Lilah reached out and touched his cheek with her fingertip. “I haven’t really been interested in anyone for a very long time,” she admitted. “Let her down gently, I know you can do that. It’s not that there’s someone else in your life, it’s that she’s eighteen. We’ve been through a lot of similar, difficult things. No matter how smart and sophisticated she is, she won’t understand how you feel about Nicolas, or how I feel about Vikram.”
Jack took her hand and turned to place a light kiss on her palm. “I will. She’s a nice girl, and she deserves someone closer to her age.” He laughed self-deprecatingly. “Not someone who just acts like he is.”
Lilah grinned at him. “She won’t see it that way. But she deserves someone to make a few good dumb mistakes with. Every eighteen-year-old deserves the fun of making a few dumb mistakes with someone else who doesn’t know any better than she does.” She and Gaius Marvolo had made more than their share, but then, his parents would never have allowed them to marry, and she’d known that going in; at least she’d been left with enough to manage the house, and not just with Gilderoy.
“That she does,” Jack agreed, and let himself admire Lilah for a moment.
“Well,” said Lilah, “now you have something to look forward to. And so do I. But in the mean time, perhaps I’d better take some more notes on Miss Benedetto and Mr de Marigny. Were there any other talents mentioned?” She picked up a pad and prepared to take notes. Otherwise it would be much too tempting to progress directly to the tantric teaching. And she had a lot of mental preparation to do herself before she attempted it.
Jack shook his head. “No. Although Valeria did say that Alessio also has a chakra anomaly, but it moves around. I get the feeling Nicodemo would probably rather I not say anything about his brother, but Alvaro Benedetto already knows about him, so it’s hardly a secret.”

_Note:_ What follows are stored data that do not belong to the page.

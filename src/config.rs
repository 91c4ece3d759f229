//! Point cloud configuration
//!
//! Typed options with defaults matching the demo scene, loadable from TOML.
//! `validate` runs before any GPU resource is touched.

use crate::bounds::{aabb_from_center_half_extents, aabb_is_valid, Aabb};
use crate::constants::defaults;
use crate::error::{EngineError, EngineResult};
use serde::{Deserialize, Serialize};
use std::path::Path;

/// Recognized point cloud options
#[derive(Debug, Clone, PartialEq, Serialize, Deserialize)]
#[serde(default)]
pub struct PointCloudConfig {
    /// Capacity of the Point Store and Visibility Buffer
    pub point_count: u32,

    /// Culling distance threshold
    pub max_distance: f32,

    /// Minimum projected-size threshold
    pub min_size: f32,

    /// Radius of the sphere the demo generator fills
    pub spawn_radius: f32,

    /// Inclusive (min, max) bounds for per-point size
    pub point_size_range: (f32, f32),

    /// Conservative world-space bound of every possible point position
    pub render_bounds: Aabb,

    /// Enables the blocking visible-count readback and its log line
    pub debug_mode: bool,

    /// Seed for the demo generator
    pub seed: u64,
}

impl Default for PointCloudConfig {
    fn default() -> Self {
        let half = defaults::RENDER_BOUNDS_HALF_EXTENT;
        Self {
            point_count: defaults::POINT_COUNT,
            max_distance: defaults::MAX_DISTANCE,
            min_size: defaults::MIN_SIZE,
            spawn_radius: defaults::SPAWN_RADIUS,
            point_size_range: defaults::POINT_SIZE_RANGE,
            render_bounds: aabb_from_center_half_extents([0.0; 3], [half; 3]),
            debug_mode: defaults::DEBUG_MODE,
            seed: defaults::SEED,
        }
    }
}

impl PointCloudConfig {
    /// Parse from TOML text; missing keys take their defaults
    pub fn from_toml_str(raw: &str) -> EngineResult<Self> {
        toml::from_str(raw).map_err(|e| EngineError::ConfigParse(e.to_string()))
    }

    /// Load from a TOML file
    pub fn load(path: impl AsRef<Path>) -> EngineResult<Self> {
        let path = path.as_ref();
        let raw = std::fs::read_to_string(path).map_err(|e| EngineError::ConfigIo {
            path: path.display().to_string(),
            error: e.to_string(),
        })?;

        let config = Self::from_toml_str(&raw)?;
        log::info!(
            "[PointCloudConfig::load] Loaded {} ({} points)",
            path.display(),
            config.point_count
        );
        Ok(config)
    }

    /// Validate configuration parameters
    pub fn validate(&self) -> EngineResult<()> {
        if self.point_count == 0 {
            return Err(EngineError::invalid_config(
                "point_count",
                "must be greater than 0",
            ));
        }

        if !self.max_distance.is_finite() || self.max_distance < 0.0 {
            return Err(EngineError::invalid_config(
                "max_distance",
                format!("must be a finite value >= 0, got {}", self.max_distance),
            ));
        }

        if !self.min_size.is_finite() || self.min_size < 0.0 {
            return Err(EngineError::invalid_config(
                "min_size",
                format!("must be a finite value >= 0, got {}", self.min_size),
            ));
        }

        if !self.spawn_radius.is_finite() || self.spawn_radius < 0.0 {
            return Err(EngineError::invalid_config(
                "spawn_radius",
                format!("must be a finite value >= 0, got {}", self.spawn_radius),
            ));
        }

        let (min_size, max_size) = self.point_size_range;
        if !min_size.is_finite() || !max_size.is_finite() || min_size < 0.0 || min_size > max_size
        {
            return Err(EngineError::invalid_config(
                "point_size_range",
                format!("expected 0 <= min <= max, got ({}, {})", min_size, max_size),
            ));
        }

        if !aabb_is_valid(&self.render_bounds) {
            return Err(EngineError::invalid_config(
                "render_bounds",
                format!("min must not exceed max: {:?}", self.render_bounds),
            ));
        }

        log::debug!("[PointCloudConfig::validate] Configuration validated successfully");
        Ok(())
    }
}
//! Command handlers for the mcpscout CLI.

pub mod status;
pub mod tools;

pub use status::*;
pub use tools::*;

use clap::Args;
use mcpscout_mcp::{Discovery, JsonServerSource, ProbeSettings};
use std::path::PathBuf;
use std::sync::Arc;

/// Where to look for server definitions.
#[derive(Args, Debug, Clone, Default)]
pub struct SourceArgs {
    /// Project directory holding `.mcp.json` (defaults to the current directory)
    #[arg(long)]
    pub cwd: Option<PathBuf>,

    /// Additional config file with an `mcpServers` table (repeatable)
    #[arg(long = "config", value_name = "FILE")]
    pub configs: Vec<PathBuf>,
}

impl SourceArgs {
    /// The project directory.
    pub fn cwd(&self) -> anyhow::Result<PathBuf> {
        match &self.cwd {
            Some(dir) => Ok(dir.clone()),
            None => Ok(std::env::current_dir()?),
        }
    }

    /// Build the orchestrator, reading settings from the environment.
    pub fn discovery(&self) -> anyhow::Result<Discovery> {
        let source = self
            .configs
            .iter()
            .fold(JsonServerSource::new(), |source, file| source.with_file(file));
        let settings = ProbeSettings::from_env();
        tracing::debug!(?settings, "Probe settings");
        Ok(Discovery::new(Arc::new(source), settings)?)
    }
}

/// Shorten `text` to at most `max` characters, marking the cut.
pub(crate) fn truncate(text: &str, max: usize) -> String {
    if text.chars().count() <= max {
        return text.to_string();
    }
    let kept: String = text.chars().take(max.saturating_sub(3)).collect();
    format!("{kept}...")
}

#[cfg(test)]
mod tests {
    use super::*;

    #[test]
    fn test_truncate() {
        assert_eq!(truncate("short", 10), "short");
        assert_eq!(truncate("a much longer detail", 10), "a much ...");
        assert_eq!(truncate("ééééé", 4), "é...");
    }

    #[test]
    fn test_cwd_override() {
        let args = SourceArgs {
            cwd: Some(PathBuf::from("/srv/project")),
            configs: Vec::new(),
        };
        assert_eq!(args.cwd().unwrap(), PathBuf::from("/srv/project"));
    }
}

Lilah frowned. “It moves?” She’d never heard of such a thing. She’d observed a few cases where the strong flow through the most anomalous chakra had affected its neighbours, but never a case of the hypertrophy moving.
Jack shrugged. “That’s what she said. Neither of them have any idea what his talent is, if he even has one.”
“The Zabinis…” Lilah frowned. “Nobody ever got close to any of them. They were on the wrong side of the civil wars in Italy.” She laughed, then corrected herself: “As far as the Italians were concerned, anyway.”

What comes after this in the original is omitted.